+++ PROVIDED ENTRIES

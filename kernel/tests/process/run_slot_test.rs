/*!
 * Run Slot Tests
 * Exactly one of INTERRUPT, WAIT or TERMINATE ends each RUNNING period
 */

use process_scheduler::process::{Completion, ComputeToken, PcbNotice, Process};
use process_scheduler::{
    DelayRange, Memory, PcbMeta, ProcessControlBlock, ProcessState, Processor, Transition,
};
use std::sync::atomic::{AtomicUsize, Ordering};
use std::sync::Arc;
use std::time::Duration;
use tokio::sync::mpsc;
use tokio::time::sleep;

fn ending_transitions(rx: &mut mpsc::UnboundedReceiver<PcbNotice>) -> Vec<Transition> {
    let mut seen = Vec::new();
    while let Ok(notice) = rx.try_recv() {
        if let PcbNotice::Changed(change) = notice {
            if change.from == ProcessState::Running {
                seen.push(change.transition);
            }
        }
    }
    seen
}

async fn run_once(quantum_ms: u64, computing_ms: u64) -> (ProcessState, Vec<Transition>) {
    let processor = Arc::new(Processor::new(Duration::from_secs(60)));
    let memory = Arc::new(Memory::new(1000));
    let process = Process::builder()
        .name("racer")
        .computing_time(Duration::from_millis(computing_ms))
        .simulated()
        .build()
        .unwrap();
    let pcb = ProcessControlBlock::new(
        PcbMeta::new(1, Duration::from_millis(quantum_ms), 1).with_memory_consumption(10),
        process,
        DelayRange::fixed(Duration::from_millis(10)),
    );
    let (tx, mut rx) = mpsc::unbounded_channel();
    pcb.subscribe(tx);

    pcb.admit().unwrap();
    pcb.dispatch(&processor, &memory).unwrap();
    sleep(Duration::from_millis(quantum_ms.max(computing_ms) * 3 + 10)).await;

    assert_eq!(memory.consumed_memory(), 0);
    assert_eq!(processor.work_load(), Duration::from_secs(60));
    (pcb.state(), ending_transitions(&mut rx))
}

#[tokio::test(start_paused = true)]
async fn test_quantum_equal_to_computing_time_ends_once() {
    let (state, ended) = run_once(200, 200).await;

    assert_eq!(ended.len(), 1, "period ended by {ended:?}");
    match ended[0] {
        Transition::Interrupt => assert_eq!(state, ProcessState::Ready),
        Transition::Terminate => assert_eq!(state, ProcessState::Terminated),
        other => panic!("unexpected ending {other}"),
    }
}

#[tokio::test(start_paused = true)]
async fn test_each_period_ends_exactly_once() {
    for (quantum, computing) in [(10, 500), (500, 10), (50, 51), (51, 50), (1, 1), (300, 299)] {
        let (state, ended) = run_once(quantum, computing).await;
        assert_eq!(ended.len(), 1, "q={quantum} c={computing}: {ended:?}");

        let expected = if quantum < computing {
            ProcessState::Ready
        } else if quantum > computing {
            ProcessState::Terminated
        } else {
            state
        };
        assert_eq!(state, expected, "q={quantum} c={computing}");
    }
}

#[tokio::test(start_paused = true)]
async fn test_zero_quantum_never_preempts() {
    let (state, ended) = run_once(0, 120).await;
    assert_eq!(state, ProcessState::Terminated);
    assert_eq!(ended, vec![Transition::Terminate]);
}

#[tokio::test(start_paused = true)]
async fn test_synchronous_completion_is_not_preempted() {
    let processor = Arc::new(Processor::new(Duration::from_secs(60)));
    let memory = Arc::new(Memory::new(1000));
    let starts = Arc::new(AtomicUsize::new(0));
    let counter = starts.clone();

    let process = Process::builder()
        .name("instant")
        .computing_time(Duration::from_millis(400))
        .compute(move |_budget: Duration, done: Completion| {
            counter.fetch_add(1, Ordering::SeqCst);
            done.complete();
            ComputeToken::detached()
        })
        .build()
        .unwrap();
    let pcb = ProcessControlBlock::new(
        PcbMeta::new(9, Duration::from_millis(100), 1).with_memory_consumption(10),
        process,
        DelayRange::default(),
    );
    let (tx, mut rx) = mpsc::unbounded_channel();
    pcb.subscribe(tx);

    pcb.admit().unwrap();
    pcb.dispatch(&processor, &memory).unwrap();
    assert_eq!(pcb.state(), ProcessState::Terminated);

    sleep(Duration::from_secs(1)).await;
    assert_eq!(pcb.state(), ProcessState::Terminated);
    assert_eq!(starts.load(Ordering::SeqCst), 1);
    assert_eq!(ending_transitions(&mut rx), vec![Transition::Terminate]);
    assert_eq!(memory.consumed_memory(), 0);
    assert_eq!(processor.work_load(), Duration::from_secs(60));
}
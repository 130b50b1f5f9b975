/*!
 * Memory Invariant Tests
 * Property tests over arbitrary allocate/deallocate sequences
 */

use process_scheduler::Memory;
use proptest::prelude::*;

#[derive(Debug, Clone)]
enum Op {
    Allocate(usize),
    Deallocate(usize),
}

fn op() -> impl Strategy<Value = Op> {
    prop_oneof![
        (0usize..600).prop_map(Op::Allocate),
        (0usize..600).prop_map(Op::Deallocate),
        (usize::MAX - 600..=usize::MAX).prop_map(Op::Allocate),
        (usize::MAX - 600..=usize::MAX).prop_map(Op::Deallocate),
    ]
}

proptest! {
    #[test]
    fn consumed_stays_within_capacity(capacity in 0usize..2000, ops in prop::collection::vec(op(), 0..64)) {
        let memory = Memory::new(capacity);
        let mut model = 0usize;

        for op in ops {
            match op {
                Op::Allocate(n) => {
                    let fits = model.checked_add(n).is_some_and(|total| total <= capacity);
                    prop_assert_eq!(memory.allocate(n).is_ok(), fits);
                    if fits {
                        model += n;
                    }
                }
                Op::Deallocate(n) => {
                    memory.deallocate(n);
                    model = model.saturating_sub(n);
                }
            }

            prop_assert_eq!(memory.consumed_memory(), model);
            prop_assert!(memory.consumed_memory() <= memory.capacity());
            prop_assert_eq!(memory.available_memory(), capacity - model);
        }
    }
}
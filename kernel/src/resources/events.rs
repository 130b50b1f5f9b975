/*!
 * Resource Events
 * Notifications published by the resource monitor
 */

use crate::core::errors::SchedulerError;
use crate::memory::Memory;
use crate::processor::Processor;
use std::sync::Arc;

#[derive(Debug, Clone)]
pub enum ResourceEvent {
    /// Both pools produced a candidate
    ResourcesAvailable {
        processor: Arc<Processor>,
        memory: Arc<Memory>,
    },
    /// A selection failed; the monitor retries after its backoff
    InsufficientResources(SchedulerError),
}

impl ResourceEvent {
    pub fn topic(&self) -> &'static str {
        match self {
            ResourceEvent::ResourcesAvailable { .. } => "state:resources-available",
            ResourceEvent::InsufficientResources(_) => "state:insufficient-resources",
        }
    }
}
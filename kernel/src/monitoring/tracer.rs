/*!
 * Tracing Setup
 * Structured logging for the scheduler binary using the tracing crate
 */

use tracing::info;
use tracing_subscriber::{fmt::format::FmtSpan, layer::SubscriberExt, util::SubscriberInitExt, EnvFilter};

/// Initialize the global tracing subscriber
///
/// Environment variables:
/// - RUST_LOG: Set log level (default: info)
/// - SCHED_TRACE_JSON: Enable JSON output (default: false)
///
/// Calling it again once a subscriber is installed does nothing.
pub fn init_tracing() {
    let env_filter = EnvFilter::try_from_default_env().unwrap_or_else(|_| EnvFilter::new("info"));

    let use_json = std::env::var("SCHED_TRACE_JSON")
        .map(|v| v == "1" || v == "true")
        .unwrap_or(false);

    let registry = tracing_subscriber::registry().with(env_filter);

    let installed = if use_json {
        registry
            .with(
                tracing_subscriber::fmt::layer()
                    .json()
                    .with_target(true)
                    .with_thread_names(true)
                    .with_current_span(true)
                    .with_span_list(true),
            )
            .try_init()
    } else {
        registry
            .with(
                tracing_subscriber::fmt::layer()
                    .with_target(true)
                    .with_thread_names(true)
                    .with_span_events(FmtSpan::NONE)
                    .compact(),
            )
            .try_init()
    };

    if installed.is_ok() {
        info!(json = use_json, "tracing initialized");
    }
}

++++++

Go through the entries and return each line where the word "fits" occurs.

RESULT OF THE EXERCISE -
                    let fits = model.checked_add(n).is_some_and(|total| total <= capacity);
                    prop_assert_eq!(memory.allocate(n).is_ok(), fits);
                    if fits {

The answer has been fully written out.